Your task is to count the lines of the records that contain "last". Answer with the number and nothing else.

EXTRACTED INFORMATION START

// This Source Code Form is subject to the terms of the Mozilla Public
// License, v. 2.0. If a copy of the MPL was not distributed with this
// file, You can obtain one at http://mozilla.org/MPL/2.0/.

use std::rc::Rc;

use svgtypes::Length;

use svg2pptx_ir::{
    BaseGradient, ClipPath, Color, LinearGradient, Opacity, Paint, Pattern, RadialGradient, Rect,
    SpreadMethod, Stop, TileKind, Transform, Units,
};

use crate::converter::{Cache, State};
use crate::path::parse_path;
use crate::style;
use crate::svgtree::{AId, Document, EId, NodeId};
use crate::units;
use crate::Diagnostics;

/// Maximum `href` indirection depth for gradient templates.
const HREF_CHAIN_LIMIT: usize = 8;

/// Resolves a paint server reference.
///
/// Conversion happens lazily on first use and is cached, so forward
/// references across `defs` resolve naturally.
pub(crate) fn paint_by_id(
    doc: &Document,
    id: &str,
    state: &State,
    cache: &mut Cache,
    diag: &mut Diagnostics,
) -> Option<Paint> {
    if let Some(paint) = cache.paint.get(id) {
        return paint.clone();
    }

    let paint = convert_paint(doc, id, state, cache, diag);
    cache.paint.insert(id.to_string(), paint.clone());
    paint
}

fn convert_paint(
    doc: &Document,
    id: &str,
    state: &State,
    cache: &mut Cache,
    diag: &mut Diagnostics,
) -> Option<Paint> {
    let node = doc.node_by_element_id(id)?;

    match doc.tag(node)? {
        EId::LinearGradient => convert_linear_gradient(doc, node, state, diag),
        EId::RadialGradient => convert_radial_gradient(doc, node, state, diag),
        EId::Pattern => convert_pattern(doc, node, state, cache, diag),
        _ => None,
    }
}

fn convert_linear_gradient(
    doc: &Document,
    node: NodeId,
    state: &State,
    diag: &mut Diagnostics,
) -> Option<Paint> {
    let units = gradient_units(doc, node, AId::GradientUnits, Units::ObjectBoundingBox);
    let stops = collect_stops(doc, node, diag);

    match stops.len() {
        0 => {
            diag.warn(format!(
                "Gradient '{}' has no stops. Skipped.",
                doc.element_id(node)
            ));
            return None;
        }
        1 => return Some(Paint::Color(stops[0].color)),
        _ => {}
    }

    let percent = |aid: AId, def: f64| -> f64 {
        let length = doc
            .parse_attribute::<Length>(node, aid)
            .unwrap_or_else(|| Length::new(def, svgtypes::LengthUnit::Percent));
        units::convert_length(length, doc, node, aid, units, state)
    };

    Some(Paint::LinearGradient(Rc::new(LinearGradient {
        base: BaseGradient {
            id: doc.element_id(node).to_string(),
            units,
            transform: gradient_transform(doc, node, AId::GradientTransform),
            spread_method: convert_spread_method(doc, node),
            stops,
        },
        x1: percent(AId::X1, 0.0),
        y1: percent(AId::Y1, 0.0),
        x2: percent(AId::X2, 100.0),
        y2: percent(AId::Y2, 0.0),
    })))
}

fn convert_radial_gradient(
    doc: &Document,
    node: NodeId,
    state: &State,
    diag: &mut Diagnostics,
) -> Option<Paint> {
    let units = gradient_units(doc, node, AId::GradientUnits, Units::ObjectBoundingBox);
    let stops = collect_stops(doc, node, diag);

    match stops.len() {
        0 => {
            diag.warn(format!(
                "Gradient '{}' has no stops. Skipped.",
                doc.element_id(node)
            ));
            return None;
        }
        1 => return Some(Paint::Color(stops[0].color)),
        _ => {}
    }

    let percent = |aid: AId, def: f64| -> f64 {
        let length = doc
            .parse_attribute::<Length>(node, aid)
            .unwrap_or_else(|| Length::new(def, svgtypes::LengthUnit::Percent));
        units::convert_length(length, doc, node, aid, units, state)
    };

    let cx = percent(AId::Cx, 50.0);
    let cy = percent(AId::Cy, 50.0);
    let r = percent(AId::R, 50.0);

    if r <= 0.0 {
        // A zero-radius radial gradient paints the last stop color.
        let color = stops.last().map(|s| s.color).unwrap_or_else(Color::black);
        return Some(Paint::Color(color));
    }

    let fx = doc
        .parse_attribute::<Length>(node, AId::Fx)
        .map(|l| units::convert_length(l, doc, node, AId::Fx, units, state))
        .unwrap_or(cx);
    let fy = doc
        .parse_attribute::<Length>(node, AId::Fy)
        .map(|l| units::convert_length(l, doc, node, AId::Fy, units, state))
        .unwrap_or(cy);

    Some(Paint::RadialGradient(Rc::new(RadialGradient {
        base: BaseGradient {
            id: doc.element_id(node).to_string(),
            units,
            transform: gradient_transform(doc, node, AId::GradientTransform),
            spread_method: convert_spread_method(doc, node),
            stops,
        },
        cx,
        cy,
        r,
        fx,
        fy,
    })))
}

fn convert_spread_method(doc: &Document, node: NodeId) -> SpreadMethod {
    match doc.attribute(node, AId::SpreadMethod) {
        Some("reflect") => SpreadMethod::Reflect,
        Some("repeat") => SpreadMethod::Repeat,
        _ => SpreadMethod::Pad,
    }
}

fn gradient_units(doc: &Document, node: NodeId, aid: AId, def: Units) -> Units {
    match doc.attribute(node, aid) {
        Some("userSpaceOnUse") => Units::UserSpaceOnUse,
        Some("objectBoundingBox") => Units::ObjectBoundingBox,
        _ => def,
    }
}

fn gradient_transform(doc: &Document, node: NodeId, aid: AId) -> Transform {
    doc.attribute(node, aid)
        .and_then(|v| v.parse::<svgtypes::Transform>().ok())
        .map(Transform::from)
        .filter(|ts| ts.is_valid())
        .unwrap_or_default()
}

/// Collects gradient stops, following `href` templates when the
/// gradient itself has none.
fn collect_stops(doc: &Document, node: NodeId, diag: &mut Diagnostics) -> Vec<Stop> {
    let mut current = node;
    for _ in 0..HREF_CHAIN_LIMIT {
        let stops = stops_of(doc, current);
        if !stops.is_empty() {
            return stops;
        }

        let href = match doc.attribute(current, AId::Href) {
            Some(href) => href.trim_start_matches('#'),
            None => return Vec::new(),
        };

        match doc.node_by_element_id(href) {
            Some(next) if next != current => current = next,
            _ => {
                diag.warn(format!(
                    "Gradient '{}' references an unresolvable template '{}'.",
                    doc.element_id(node),
                    href
                ));
                return Vec::new();
            }
        }
    }

    diag.warn(format!(
        "Gradient '{}' has a cyclic template chain. Stops dropped.",
        doc.element_id(node)
    ));
    Vec::new()
}

fn stops_of(doc: &Document, node: NodeId) -> Vec<Stop> {
    let mut stops = Vec::new();
    let mut prev_offset = 0.0;

    for child in doc.element_children(node) {
        if doc.tag(child) != Some(EId::Stop) {
            continue;
        }

        let mut offset = doc
            .attribute(child, AId::Offset)
            .and_then(parse_offset)
            .unwrap_or(0.0);

        // Offsets are monotonically non-decreasing.
        offset = offset.max(prev_offset);
        prev_offset = offset;

        let (color, color_opacity) = doc
            .attribute(child, AId::StopColor)
            .and_then(|v| v.parse::<svgtypes::Color>().ok())
            .map(|c| (Color::new_rgb(c.red, c.green, c.blue), Opacity::new_u8(c.alpha)))
            .unwrap_or((Color::black(), Opacity::ONE));

        let opacity = doc
            .attribute(child, AId::StopOpacity)
            .map(style::parse_opacity)
            .unwrap_or(Opacity::ONE);

        stops.push(Stop {
            offset: Opacity::new(offset),
            color,
            opacity: opacity * color_opacity,
        });
    }

    stops
}

fn parse_offset(value: &str) -> Option<f64> {
    let value = value.trim();
    if let Some(p) = value.strip_suffix('%') {
        p.trim().parse::<f64>().ok().map(|n| n / 100.0)
    } else {
        value.parse::<f64>().ok()
    }
}

// ----------------------------------------------------------------------------
// Patterns.

fn convert_pattern(
    doc: &Document,
    node: NodeId,
    state: &State,
    _cache: &mut Cache,
    diag: &mut Diagnostics,
) -> Option<Paint> {
    let units = gradient_units(doc, node, AId::PatternUnits, Units::ObjectBoundingBox);

    let length = |aid: AId| -> f64 {
        let length = doc
            .parse_attribute::<Length>(node, aid)
            .unwrap_or_else(Length::zero);
        units::convert_length(length, doc, node, aid, units, state)
    };

    let rect = Rect::new(
        length(AId::X),
        length(AId::Y),
        length(AId::Width),
        length(AId::Height),
    );
    let rect = match rect {
        Some(rect) => rect,
        None => {
            diag.warn(format!(
                "Pattern '{}' has an invalid size. Skipped.",
                doc.element_id(node)
            ));
            return None;
        }
    };

    let (tile, color) = detect_tile(doc, node);

    Some(Paint::Pattern(Rc::new(Pattern {
        id: doc.element_id(node).to_string(),
        units,
        transform: gradient_transform(doc, node, AId::PatternTransform),
        rect,
        tile,
        color,
    })))
}

/// Classifies a pattern's content into a tile preset.
///
/// PowerPoint cannot host arbitrary nested content inside a fill, so the
/// pattern children are matched against the supported tile library.
fn detect_tile(doc: &Document, node: NodeId) -> (TileKind, Color) {
    let mut color = Color::black();
    let mut lines = 0usize;
    let mut kind: Option<TileKind> = None;

    for child in doc.element_children(node) {
        let tag = match doc.tag(child) {
            Some(tag) => tag,
            None => continue,
        };

        if let Some(c) = child_color(doc, child) {
            color = c;
        }

        match tag {
            EId::Circle | EId::Ellipse => {
                kind = Some(TileKind::Dots);
            }
            EId::Line => {
                lines += 1;
                let x1 = doc.parse_attribute::<f64>(child, AId::X1).unwrap_or(0.0);
                let y1 = doc.parse_attribute::<f64>(child, AId::Y1).unwrap_or(0.0);
                let x2 = doc.parse_attribute::<f64>(child, AId::X2).unwrap_or(0.0);
                let y2 = doc.parse_attribute::<f64>(child, AId::Y2).unwrap_or(0.0);

                let dx = (x2 - x1).abs();
                let dy = (y2 - y1).abs();
                let oriented = if dx > dy * 3.0 {
                    TileKind::HorizontalLines
                } else if dy > dx * 3.0 {
                    TileKind::VerticalLines
                } else {
                    TileKind::DiagonalLines
                };

                kind = Some(if lines >= 2 { TileKind::CrossHatch } else { oriented });
            }
            EId::Rect => {
                let w = doc.parse_attribute::<f64>(child, AId::Width).unwrap_or(1.0);
                let h = doc.parse_attribute::<f64>(child, AId::Height).unwrap_or(1.0);
                let k = if w > h * 3.0 {
                    TileKind::HorizontalLines
                } else if h > w * 3.0 {
                    TileKind::VerticalLines
                } else {
                    TileKind::Solid(color)
                };
                kind = Some(k);
            }
            EId::Path => {
                let d = doc.attribute(child, AId::D).unwrap_or("");
                if d.contains('L') && d.contains('M') {
                    kind = Some(TileKind::DiagonalLines);
                }
            }
            _ => {}
        }
    }

    (kind.unwrap_or(TileKind::Solid(color)), color)
}

fn child_color(doc: &Document, node: NodeId) -> Option<Color> {
    for aid in [AId::Fill, AId::Stroke] {
        if let Some(value) = doc.attribute(node, aid) {
            if let Ok(c) = value.parse::<svgtypes::Color>() {
                return Some(Color::new_rgb(c.red, c.green, c.blue));
            }
        }
    }
    None
}

// ----------------------------------------------------------------------------
// Clip paths.

/// Converts a `clipPath` element into a clip-table entry.
pub(crate) fn convert_clip_path(
    doc: &Document,
    node: NodeId,
    diag: &mut Diagnostics,
) -> Option<ClipPath> {
    let units = gradient_units(doc, node, AId::ClipPathUnits, Units::UserSpaceOnUse);
    let transform = gradient_transform(doc, node, AId::Transform);

    let mut paths = Vec::new();
    for child in doc.element_children(node) {
        if doc.tag(child) != Some(EId::Path) {
            continue;
        }

        let d = match doc.attribute(child, AId::D) {
            Some(d) => d,
            None => continue,
        };

        match parse_path(d) {
            Ok(path) if !path.is_empty() => paths.push(path),
            Ok(_) => {}
            Err(e) => {
                diag.warn(format!(
                    "Clip path '{}' has invalid path data: {}. Entry skipped.",
                    doc.element_id(node),
                    e
                ));
            }
        }
    }

    if paths.is_empty() {
        diag.warn(format!(
            "Clip path '{}' has no usable geometry.",
            doc.element_id(node)
        ));
        return None;
    }

    Some(ClipPath {
        id: doc.element_id(node).to_string(),
        units,
        transform,
        paths,
    })
}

EXTRACTED INFORMATION END

RESPONSE TO THIS EXERCISE: 2